Second,  What is the intent of an attacker?  Is it to just mug you?  If it is they are going to walk up behind you and shoot you with the TASER without you knowing what has happened and steal your wallet.  Are they going to just threaten you with it to get your wallet?  If so a gun is a HECK of a lot cheaper and easier to obtain illegaly.  Again, I don't see this becoming some new weapon of choice for the average street criminal.

As an LEO I know there are products out there for LE only that cancel out the TASER.  I am not going to say what the product is, but the technology is actually impressive to watch on the demo.  It rendered the taser completely useless when it was used.  As a side note, good tactics would still prevail if the user of the TASER thinks tactically about it.

As far as tactics to use if a bad guy has one.  Your best bet is (assuming he is standing in front of you threatening you) to just start running in zig zag patterns BEFORE he pulls the trigger.  Once the trigger is initiated the probes come out at too fast a speed to "deflect"  also they come out in a pair and then spread to maximize contact distance between the two.  So it's not a case of putting your block where the laser dot is pointed.  

If only one probe does make contact and the other doesn't it is only a pain compliance and does not cause the muscular/neurological interference that makes them so effective.

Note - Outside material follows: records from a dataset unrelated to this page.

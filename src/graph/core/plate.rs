//! Plates — named shared axes (batch dimensions) for factor-graph variables.
//!
//! Purpose
//! -------
//! Provide the lightweight axis handle that variables are indexed over. A
//! plate represents a batch dimension of a model (e.g. "per-galaxy") shared
//! by every variable that ranges over that axis.
//!
//! Key behaviors
//! -------------
//! - [`Plate`] values are compared by **identity**, not by value: two plates
//!   constructed with the same display name are distinct axes, while clones
//!   of one plate are the same axis.
//! - Identity is a process-unique integer id drawn from an atomic counter, so
//!   equality and hashing are cheap and ownership-cycle free.
//!
//! Invariants & assumptions
//! ------------------------
//! - Plates never carry a size. Extents are resolved per call from the data
//!   actually bound to the variables that use the plate (see
//!   [`crate::graph::core::broadcast::plate_sizes`]).
//! - A plate is immutable after creation; cloning shares the id and the
//!   interned display name.
//!
//! Conventions
//! -----------
//! - Display names are for diagnostics only and need not be unique.
//! - This module performs no I/O and no logging.
//!
//! Testing notes
//! -------------
//! - Unit tests cover identity semantics: clones compare equal, same-named
//!   fresh plates compare unequal.
use std::sync::atomic::{AtomicU64, Ordering};
use std::sync::Arc;

static NEXT_PLATE_ID: AtomicU64 = AtomicU64::new(0);

/// A named shared axis referenced by one or more variables.
///
/// Plates support no operations beyond identity comparison and naming; sizes
/// are determined per call from the values bound to the variables that use
/// the plate.
#[derive(Debug, Clone, Eq)]
pub struct Plate {
    /// Process-unique identity; equality and hashing operate on this alone.
    id: u64,
    /// Display name for diagnostics; not required to be unique.
    name: Arc<str>,
}

impl Plate {
    /// Create a fresh plate with a new identity.
    ///
    /// Two calls with the same `name` produce distinct plates; share a plate
    /// by cloning it instead.
    pub fn new(name: &str) -> Plate {
        Plate { id: NEXT_PLATE_ID.fetch_add(1, Ordering::Relaxed), name: Arc::from(name) }
    }

    /// The process-unique identity of this plate.
    pub fn id(&self) -> u64 {
        self.id
    }

    /// The display name of this plate.
    pub fn name(&self) -> &str {
        &self.name
    }
}

impl PartialEq for Plate {
    fn eq(&self, other: &Plate) -> bool {
        self.id == other.id
    }
}

impl std::hash::Hash for Plate {
    fn hash<H: std::hash::Hasher>(&self, state: &mut H) {
        self.id.hash(state);
    }
}

impl std::fmt::Display for Plate {
    fn fmt(&self, f: &mut std::fmt::Formatter<'_>) -> std::fmt::Result {
        write!(f, "{}", self.name)
    }
}
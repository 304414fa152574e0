//! Shared testing utilities for store contract tests.

use std::fs;
use std::path::{Path, PathBuf};

use filestore::Store;
use tempfile::TempDir;

/// Testing harness providing an isolated store rooted in a temp directory,
/// plus a scratch area outside the store for escape exercises.
#[allow(dead_code)]
pub struct TestContext {
    root: TempDir,
    store: Store,
}

#[allow(dead_code)]
impl TestContext {
    /// Create a fresh store under a private temp directory.
    pub fn new() -> Self {
        let _ = env_logger::builder().is_test(true).try_init();
        let root = TempDir::new().expect("Failed to create temp directory for tests");
        let store_dir = root.path().join("store");
        fs::create_dir_all(&store_dir).expect("Failed to create store directory");
        let store = Store::open(&store_dir).expect("Failed to open store");
        Self { root, store }
    }

    pub fn store(&self) -> &Store {
        &self.store
    }

    /// Canonical root path of the store under test.
    pub fn root(&self) -> &Path {
        self.store.root()
    }

    /// A directory next to (not inside) the store root.
    pub fn outside_dir(&self) -> PathBuf {
        let dir = self.root.path().join("outside");
        fs::create_dir_all(&dir).expect("Failed to create outside directory");
        fs::canonicalize(&dir).expect("Failed to canonicalize outside directory")
    }

    /// Create a file directly on disk, bypassing the store API.
    pub fn seed_file(&self, relative: &str, contents: &[u8]) -> PathBuf {
        let path = self.root().join(relative);
        if let Some(parent) = path.parent() {
            fs::create_dir_all(parent).expect("Failed to create parent directories");
        }
        fs::write(&path, contents).expect("Failed to seed file");
        path
    }

    /// Create a directory directly on disk, bypassing the store API.
    pub fn seed_dir(&self, relative: &str) -> PathBuf {
        let path = self.root().join(relative);
        fs::create_dir_all(&path).expect("Failed to seed directory");
        path
    }
}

People do respond in different ways, when I was tasered for our department it didn't put me down and we had a couple other guys that were also able to stand through it and "frankenstein shuffle" during the ride.  The nice thing about the taser is you can keep pulling that trigger and resending the 5 second ride if you absolutely have to.


----------



## kaizasosei (Jan 9, 2008)

> Not sure about other states, but in order to be certified to use them here in Missouri, you must go through a course that includes...
> 
> being tased
> 
> So ALL LE officers around here who carry them have experienced it themselves. 		 	 		 		 		 		 		 		 			 				__________________




i see now.   actually i remember hearing something llike that.  i guess would be good to know exactly what one is dishing out.  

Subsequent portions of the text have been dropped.